### What to produce
State only how many lines below include the string "output".

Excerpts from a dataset
--- START ---

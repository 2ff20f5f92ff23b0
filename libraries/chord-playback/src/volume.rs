//! Volume control with mute memory
//!
//! Volume is a linear `0.0..=1.0` factor, applied by the sink. Muting
//! caches the last audible level so unmute can restore it.

/// Volume controller
#[derive(Debug, Clone)]
pub struct VolumeControl {
    /// Current level, `0.0..=1.0`; `0.0` while muted
    level: f32,

    /// Level to restore on unmute
    previous: Option<f32>,

    /// Restored by unmute when no level was cached
    unmute_default: f32,
}

impl VolumeControl {
    /// Create a volume controller at the given level
    pub fn new(level: f32, unmute_default: f32) -> Self {
        Self {
            level: level.clamp(0.0, 1.0),
            previous: None,
            unmute_default: unmute_default.clamp(0.0, 1.0),
        }
    }

    /// Set the level, clamped to `0.0..=1.0`.
    ///
    /// Setting an audible level drops the mute cache: the user has chosen
    /// a volume, so unmute no longer has anything to restore.
    pub fn set(&mut self, level: f32) -> f32 {
        self.level = level.clamp(0.0, 1.0);
        if self.level > 0.0 {
            self.previous = None;
        }
        self.level
    }

    /// Current level
    pub fn level(&self) -> f32 {
        self.level
    }

    /// Whether the output is silent
    pub fn is_muted(&self) -> bool {
        self.level == 0.0
    }

    /// Silence the output, remembering an audible level for unmute
    pub fn mute(&mut self) {
        if self.level > 0.0 {
            self.previous = Some(self.level);
        }
        self.level = 0.0;
    }

    /// Restore the cached level, or the default when none was cached
    pub fn unmute(&mut self) -> f32 {
        self.level = self.previous.take().unwrap_or(self.unmute_default);
        self.level
    }

    /// Mute when audible, unmute when silent
    pub fn toggle_mute(&mut self) -> f32 {
        if self.is_muted() {
            self.unmute()
        } else {
            self.mute();
            0.0
        }
    }
}

#[cfg(test)]
mod tests {
    use super::*;
    use proptest::prelude::*;

    #[test]
    fn set_clamps_to_unit_range() {
        let mut vol = VolumeControl::new(0.7, 0.7);
        assert_eq!(vol.set(1.5), 1.0);
        assert_eq!(vol.set(-0.2), 0.0);
    }

    #[test]
    fn mute_caches_and_unmute_restores() {
        let mut vol = VolumeControl::new(0.4, 0.7);
        vol.mute();
        assert!(vol.is_muted());
        assert_eq!(vol.unmute(), 0.4);
        assert!(!vol.is_muted());
    }

    #[test]
    fn unmute_without_cache_uses_default() {
        let mut vol = VolumeControl::new(0.0, 0.7);
        assert!(vol.is_muted());
        assert_eq!(vol.unmute(), 0.7);
    }

    #[test]
    fn muting_silence_does_not_clobber_nothing() {
        let mut vol = VolumeControl::new(0.5, 0.7);
        vol.mute();
        // A second mute while already silent must not erase the cache
        vol.mute();
        assert_eq!(vol.unmute(), 0.5);
    }

    #[test]
    fn explicit_volume_change_drops_mute_cache() {
        let mut vol = VolumeControl::new(0.5, 0.7);
        vol.mute();
        vol.set(0.9);
        vol.mute();
        assert_eq!(vol.unmute(), 0.9);
    }

    #[test]
    fn toggle_mute_round_trips() {
        let mut vol = VolumeControl::new(0.3, 0.7);
        assert_eq!(vol.toggle_mute(), 0.0);
        assert_eq!(vol.toggle_mute(), 0.3);
    }

    proptest! {
        #[test]
        fn mute_then_unmute_restores_any_audible_level(level in 0.01f32..=1.0) {
            let mut vol = VolumeControl::new(0.7, 0.7);
            let set = vol.set(level);
            vol.mute();
            prop_assert!(vol.is_muted());
            prop_assert_eq!(vol.unmute(), set);
        }

        #[test]
        fn level_stays_in_unit_range(level in -10.0f32..10.0) {
            let mut vol = VolumeControl::new(0.7, 0.7);
            let set = vol.set(level);
            prop_assert!((0.0..=1.0).contains(&set));
        }
    }
}
//! Collaborator traits implemented outside the core crate

/// Best-effort duration extraction from an in-memory audio payload.
///
/// Implementations decode container metadata only, never full audio.
/// A payload that cannot be parsed yields `0.0`; callers treat that as
/// "duration unknown" rather than an error.
pub trait DurationProbe: Send + Sync {
    /// Duration of the payload in seconds, or `0.0` if it cannot be
    /// determined.
    fn probe(&self, payload: &[u8], mime_type: &str) -> f64;
}
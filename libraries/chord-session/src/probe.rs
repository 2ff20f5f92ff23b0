//! Duration probe backed by symphonia
//!
//! Reads container metadata from the in-memory payload; no audio is
//! decoded. Any failure degrades to an unknown duration.

use chord_core::DurationProbe;
use std::io::Cursor;
use symphonia::core::formats::FormatOptions;
use symphonia::core::io::{MediaSourceStream, MediaSourceStreamOptions};
use symphonia::core::meta::MetadataOptions;
use symphonia::core::probe::Hint;

/// Probe durations with symphonia's format readers
pub struct SymphoniaProbe;

impl DurationProbe for SymphoniaProbe {
    fn probe(&self, payload: &[u8], mime_type: &str) -> f64 {
        match probe_duration(payload, mime_type) {
            Some(seconds) => seconds,
            None => {
                tracing::debug!(mime = mime_type, "duration probe failed");
                0.0
            }
        }
    }
}

fn probe_duration(payload: &[u8], mime_type: &str) -> Option<f64> {
    let source = Box::new(Cursor::new(payload.to_vec()));
    let stream = MediaSourceStream::new(source, MediaSourceStreamOptions::default());

    let mut hint = Hint::new();
    hint.mime_type(mime_type);
    if let Some(extension) = extension_for_mime(mime_type) {
        hint.with_extension(extension);
    }

    let probed = symphonia::default::get_probe()
        .format(
            &hint,
            stream,
            &FormatOptions::default(),
            &MetadataOptions::default(),
        )
        .ok()?;

    let params = &probed.format.default_track()?.codec_params;
    let time = params.time_base?.calc_time(params.n_frames?);

    Some(time.seconds as f64 + time.frac)
}

fn extension_for_mime(mime_type: &str) -> Option<&'static str> {
    match mime_type {
        "audio/mpeg" | "audio/mp3" => Some("mp3"),
        "audio/mp4" | "audio/aac" => Some("m4a"),
        "audio/ogg" => Some("ogg"),
        "audio/wav" | "audio/wave" | "audio/x-wav" => Some("wav"),
        "audio/flac" | "audio/x-flac" => Some("flac"),
        "audio/webm" => Some("webm"),
        _ => None,
    }
}

#[cfg(test)]
mod tests {
    use super::*;

    #[test]
    fn garbage_payload_probes_to_zero() {
        let probe = SymphoniaProbe;
        assert_eq!(probe.probe(&[0u8; 32], "audio/mpeg"), 0.0);
    }

    #[test]
    fn empty_payload_probes_to_zero() {
        let probe = SymphoniaProbe;
        assert_eq!(probe.probe(&[], "audio/ogg"), 0.0);
    }

    #[test]
    fn known_mimes_map_to_extensions() {
        assert_eq!(extension_for_mime("audio/mpeg"), Some("mp3"));
        assert_eq!(extension_for_mime("audio/flac"), Some("flac"));
        assert_eq!(extension_for_mime("audio/unknown"), None);
    }
}
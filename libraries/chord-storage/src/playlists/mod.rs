//! Playlist store: named, ordered lists of track references
use crate::error::Result;
use chord_core::{Playlist, PlaylistId, TrackId};
use sqlx::{Row, SqlitePool};

async fn track_ids_for(pool: &SqlitePool, id: &PlaylistId) -> Result<Vec<TrackId>> {
    let rows = sqlx::query(
        "SELECT track_id FROM playlist_tracks WHERE playlist_id = ? ORDER BY position",
    )
    .bind(id.as_str())
    .fetch_all(pool)
    .await?;

    Ok(rows
        .iter()
        .map(|row| TrackId::new(row.get::<i64, _>("track_id")))
        .collect())
}

/// Insert the implicit all-tracks playlist if it is missing
async fn seed_default(pool: &SqlitePool) -> Result<()> {
    let default = Playlist::default_playlist();

    sqlx::query("INSERT OR IGNORE INTO playlists (id, name, created_at) VALUES (?, ?, ?)")
        .bind(default.id.as_str())
        .bind(&default.name)
        .bind(chrono::Utc::now().timestamp())
        .execute(pool)
        .await?;

    Ok(())
}

/// List every playlist, default first, then by creation time.
///
/// Seeds the default playlist on first call, so the result is never empty.
pub async fn list(pool: &SqlitePool) -> Result<Vec<Playlist>> {
    seed_default(pool).await?;

    let rows = sqlx::query(
        "SELECT id, name FROM playlists
         ORDER BY (id != ?), created_at, id",
    )
    .bind(PlaylistId::DEFAULT)
    .fetch_all(pool)
    .await?;

    let mut playlists = Vec::with_capacity(rows.len());
    for row in rows {
        let id = PlaylistId::new(row.get::<String, _>("id"));
        let track_ids = track_ids_for(pool, &id).await?;
        playlists.push(Playlist {
            id,
            name: row.get("name"),
            track_ids,
        });
    }

    Ok(playlists)
}

/// Get a single playlist with its track references
pub async fn get(pool: &SqlitePool, id: &PlaylistId) -> Result<Option<Playlist>> {
    if id.is_default() {
        seed_default(pool).await?;
    }

    let row = sqlx::query("SELECT id, name FROM playlists WHERE id = ?")
        .bind(id.as_str())
        .fetch_optional(pool)
        .await?;

    let Some(row) = row else {
        return Ok(None);
    };

    let track_ids = track_ids_for(pool, id).await?;

    Ok(Some(Playlist {
        id: id.clone(),
        name: row.get("name"),
        track_ids,
    }))
}

/// Write a playlist in full: name and complete track list replace
/// whatever was stored before. Creates the playlist if it is new.
pub async fn upsert(pool: &SqlitePool, playlist: &Playlist) -> Result<()> {
    let mut tx = pool.begin().await?;

    sqlx::query(
        "INSERT INTO playlists (id, name, created_at) VALUES (?, ?, ?)
         ON CONFLICT(id) DO UPDATE SET name = excluded.name",
    )
    .bind(playlist.id.as_str())
    .bind(&playlist.name)
    .bind(chrono::Utc::now().timestamp())
    .execute(&mut *tx)
    .await?;

    sqlx::query("DELETE FROM playlist_tracks WHERE playlist_id = ?")
        .bind(playlist.id.as_str())
        .execute(&mut *tx)
        .await?;

    for (position, track_id) in playlist.track_ids.iter().enumerate() {
        sqlx::query(
            "INSERT INTO playlist_tracks (playlist_id, track_id, position) VALUES (?, ?, ?)",
        )
        .bind(playlist.id.as_str())
        .bind(track_id.as_i64())
        .bind(position as i64)
        .execute(&mut *tx)
        .await?;
    }

    tx.commit().await?;
    tracing::debug!(playlist_id = %playlist.id, tracks = playlist.track_ids.len(), "playlist saved");

    Ok(())
}

/// Delete a playlist and its track references. Deleting an id that does
/// not exist is a no-op.
pub async fn remove(pool: &SqlitePool, id: &PlaylistId) -> Result<()> {
    let mut tx = pool.begin().await?;

    // ON DELETE CASCADE needs PRAGMA foreign_keys; delete explicitly instead
    sqlx::query("DELETE FROM playlist_tracks WHERE playlist_id = ?")
        .bind(id.as_str())
        .execute(&mut *tx)
        .await?;

    sqlx::query("DELETE FROM playlists WHERE id = ?")
        .bind(id.as_str())
        .execute(&mut *tx)
        .await?;

    tx.commit().await?;

    Ok(())
}
//! Read-only presentation snapshot
use chord_core::{PlaylistId, TrackId};
use chord_playback::{PlaybackState, RepeatMode};
use serde::Serialize;

/// Everything the presentation layer needs to render one frame
#[derive(Debug, Clone, Serialize)]
pub struct PlayerView {
    pub state: PlaybackState,
    pub current: Option<CurrentTrackView>,
    /// Tracks of the active playlist, in display order
    pub tracks: Vec<TrackView>,
    /// Index into `tracks` of the current selection
    pub active_index: Option<usize>,
    pub playlists: Vec<PlaylistView>,
    pub active_playlist: PlaylistId,
    pub volume: f32,
    pub muted: bool,
    pub shuffle: bool,
    pub repeat: RepeatMode,
}

/// The selected track with live position
#[derive(Debug, Clone, Serialize)]
pub struct CurrentTrackView {
    pub id: TrackId,
    pub title: String,
    pub artist: String,
    pub elapsed_seconds: f64,
    pub total_seconds: f64,
}

/// One row of the track list
#[derive(Debug, Clone, Serialize)]
pub struct TrackView {
    pub id: TrackId,
    pub title: String,
    pub artist: String,
    pub duration_seconds: f64,
}

/// One row of the playlist picker
#[derive(Debug, Clone, Serialize)]
pub struct PlaylistView {
    pub id: PlaylistId,
    pub name: String,
    pub track_count: usize,
    pub active: bool,
}
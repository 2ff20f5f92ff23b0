/// Track types
use super::ids::TrackId;
use chrono::{DateTime, Utc};
use serde::{Deserialize, Serialize};

/// Placeholder title used when a filename yields nothing usable
pub const UNKNOWN_TITLE: &str = "Unknown title";

/// Placeholder artist until tag extraction exists
pub const UNKNOWN_ARTIST: &str = "Unknown artist";

/// A stored track, as returned by the track store.
///
/// The full audio payload rides along with the metadata; tracks are
/// imported whole and played from memory.
#[derive(Debug, Clone, Serialize, Deserialize)]
pub struct Track {
    pub id: TrackId,
    pub title: String,
    pub artist: String,
    pub mime_type: String,
    /// Complete encoded audio bytes
    #[serde(skip)]
    pub payload: Vec<u8>,
    /// Probed duration in seconds, `0.0` when unknown
    pub duration_seconds: f64,
    pub added_at: DateTime<Utc>,
}

/// A track about to be imported, before the store assigns an id
#[derive(Debug, Clone)]
pub struct NewTrack {
    pub title: String,
    pub artist: String,
    pub mime_type: String,
    pub payload: Vec<u8>,
    pub duration_seconds: f64,
}

impl NewTrack {
    /// Create a new track with placeholder artist and unknown duration
    pub fn new(title: impl Into<String>, mime_type: impl Into<String>, payload: Vec<u8>) -> Self {
        let title = title.into();
        let title = if title.trim().is_empty() {
            UNKNOWN_TITLE.to_string()
        } else {
            title
        };
        Self {
            title,
            artist: UNKNOWN_ARTIST.to_string(),
            mime_type: mime_type.into(),
            payload,
            duration_seconds: 0.0,
        }
    }

    /// Set the probed duration
    pub fn with_duration(mut self, seconds: f64) -> Self {
        self.duration_seconds = seconds;
        self
    }

    /// Derive a display title from an imported filename by stripping the
    /// final extension. `"song.mp3"` becomes `"song"`; a name with no
    /// extension is kept as-is.
    pub fn title_from_filename(filename: &str) -> String {
        let stem = match filename.rfind('.') {
            Some(0) | None => filename,
            Some(idx) => &filename[..idx],
        };
        if stem.trim().is_empty() {
            UNKNOWN_TITLE.to_string()
        } else {
            stem.to_string()
        }
    }
}

#[cfg(test)]
mod tests {
    use super::*;

    #[test]
    fn new_track_defaults() {
        let track = NewTrack::new("My Song", "audio/mpeg", vec![1, 2, 3]);
        assert_eq!(track.title, "My Song");
        assert_eq!(track.artist, UNKNOWN_ARTIST);
        assert_eq!(track.duration_seconds, 0.0);
        assert_eq!(track.payload, vec![1, 2, 3]);
    }

    #[test]
    fn empty_title_falls_back_to_placeholder() {
        let track = NewTrack::new("   ", "audio/mpeg", vec![]);
        assert_eq!(track.title, UNKNOWN_TITLE);
    }

    #[test]
    fn title_from_filename_strips_extension() {
        assert_eq!(NewTrack::title_from_filename("song.mp3"), "song");
        assert_eq!(NewTrack::title_from_filename("archive.tar.gz"), "archive.tar");
        assert_eq!(NewTrack::title_from_filename("noext"), "noext");
    }

    #[test]
    fn title_from_filename_handles_hidden_and_empty_names() {
        assert_eq!(NewTrack::title_from_filename(".flac"), ".flac");
        assert_eq!(NewTrack::title_from_filename(""), UNKNOWN_TITLE);
    }

    #[test]
    fn with_duration_sets_seconds() {
        let track = NewTrack::new("t", "audio/ogg", vec![]).with_duration(182.5);
        assert_eq!(track.duration_seconds, 182.5);
    }
}
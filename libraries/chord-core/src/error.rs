/// Core error types for Chord
use crate::types::{PlaylistId, TrackId};
use thiserror::Error;

/// Result type alias using `ChordError`
pub type Result<T> = std::result::Result<T, ChordError>;

/// Unified error type for the player core.
///
/// Nothing here is fatal to the process: storage and playback failures are
/// surfaced as transient, retryable messages; probe failures degrade to a
/// zero duration; stale selections are silently ignored upstream and never
/// reach this type.
#[derive(Error, Debug)]
pub enum ChordError {
    /// Durable store operation failed
    #[error("Storage error: {0}")]
    Storage(String),

    /// Audio sink refused to load or play a track
    #[error("Playback error: {0}")]
    Playback(String),

    /// Track not found
    #[error("Track not found: {0}")]
    TrackNotFound(TrackId),

    /// Playlist not found
    #[error("Playlist not found: {0}")]
    PlaylistNotFound(PlaylistId),

    /// Invalid input (unsupported mime type, empty name, ...)
    #[error("Invalid input: {0}")]
    InvalidInput(String),

    /// The default all-tracks playlist cannot be deleted or replaced
    #[error("The default playlist cannot be modified")]
    DefaultPlaylistProtected,

    /// I/O errors
    #[error(transparent)]
    Io(#[from] std::io::Error),

    /// Serialization errors
    #[error(transparent)]
    Serialization(#[from] serde_json::Error),
}

impl ChordError {
    /// Create a storage error
    pub fn storage(msg: impl Into<String>) -> Self {
        Self::Storage(msg.into())
    }

    /// Create a playback error
    pub fn playback(msg: impl Into<String>) -> Self {
        Self::Playback(msg.into())
    }

    /// Create an invalid input error
    pub fn invalid_input(msg: impl Into<String>) -> Self {
        Self::InvalidInput(msg.into())
    }
}
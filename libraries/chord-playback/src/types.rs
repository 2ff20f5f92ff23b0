//! Playback session types
use chord_core::TrackId;
use serde::{Deserialize, Serialize};
use std::sync::Arc;

/// A track as the playback session sees it.
///
/// The payload is shared, not copied: the same bytes sit in the facade's
/// cache and travel to the sink on load.
#[derive(Debug, Clone)]
pub struct SessionTrack {
    pub id: TrackId,
    pub title: String,
    pub artist: String,
    pub mime_type: String,
    pub duration_seconds: f64,
    pub payload: Arc<Vec<u8>>,
}

/// Playback state
///
/// Track-end and sink errors are events, not states.
#[derive(Debug, Clone, Copy, PartialEq, Eq, Serialize, Deserialize)]
#[serde(rename_all = "lowercase")]
pub enum PlaybackState {
    /// No track selected
    Idle,
    /// A track is selected but not audibly playing
    Paused,
    /// A track is playing
    Playing,
}

/// Repeat mode
#[derive(Debug, Clone, Copy, PartialEq, Eq, Default, Serialize, Deserialize)]
#[serde(rename_all = "lowercase")]
pub enum RepeatMode {
    #[default]
    Off,
    /// Loop the whole track list
    All,
    /// Loop the current track
    One,
}

impl RepeatMode {
    /// Off -> All -> One -> Off
    pub fn cycle(self) -> Self {
        match self {
            Self::Off => Self::All,
            Self::All => Self::One,
            Self::One => Self::Off,
        }
    }
}

/// Navigation direction for `advance`
#[derive(Debug, Clone, Copy, PartialEq, Eq)]
pub enum Direction {
    Next,
    Previous,
}

/// Session configuration
#[derive(Debug, Clone, Serialize, Deserialize)]
#[serde(default)]
pub struct SessionConfig {
    /// Volume applied when a session starts
    pub initial_volume: f32,

    /// Volume restored by unmute when nothing was cached
    pub unmute_volume: f32,

    /// "Previous" restarts the current track instead of changing it when
    /// at least this many seconds have played
    pub restart_threshold_seconds: f64,

    /// Step used by relative seeks
    pub seek_step_seconds: f64,

    /// Start playing automatically when the very first track is imported
    pub autoplay_first_import: bool,
}

impl Default for SessionConfig {
    fn default() -> Self {
        Self {
            initial_volume: 0.7,
            unmute_volume: 0.7,
            restart_threshold_seconds: 3.0,
            seek_step_seconds: 10.0,
            autoplay_first_import: true,
        }
    }
}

--- END ---

### Response below
2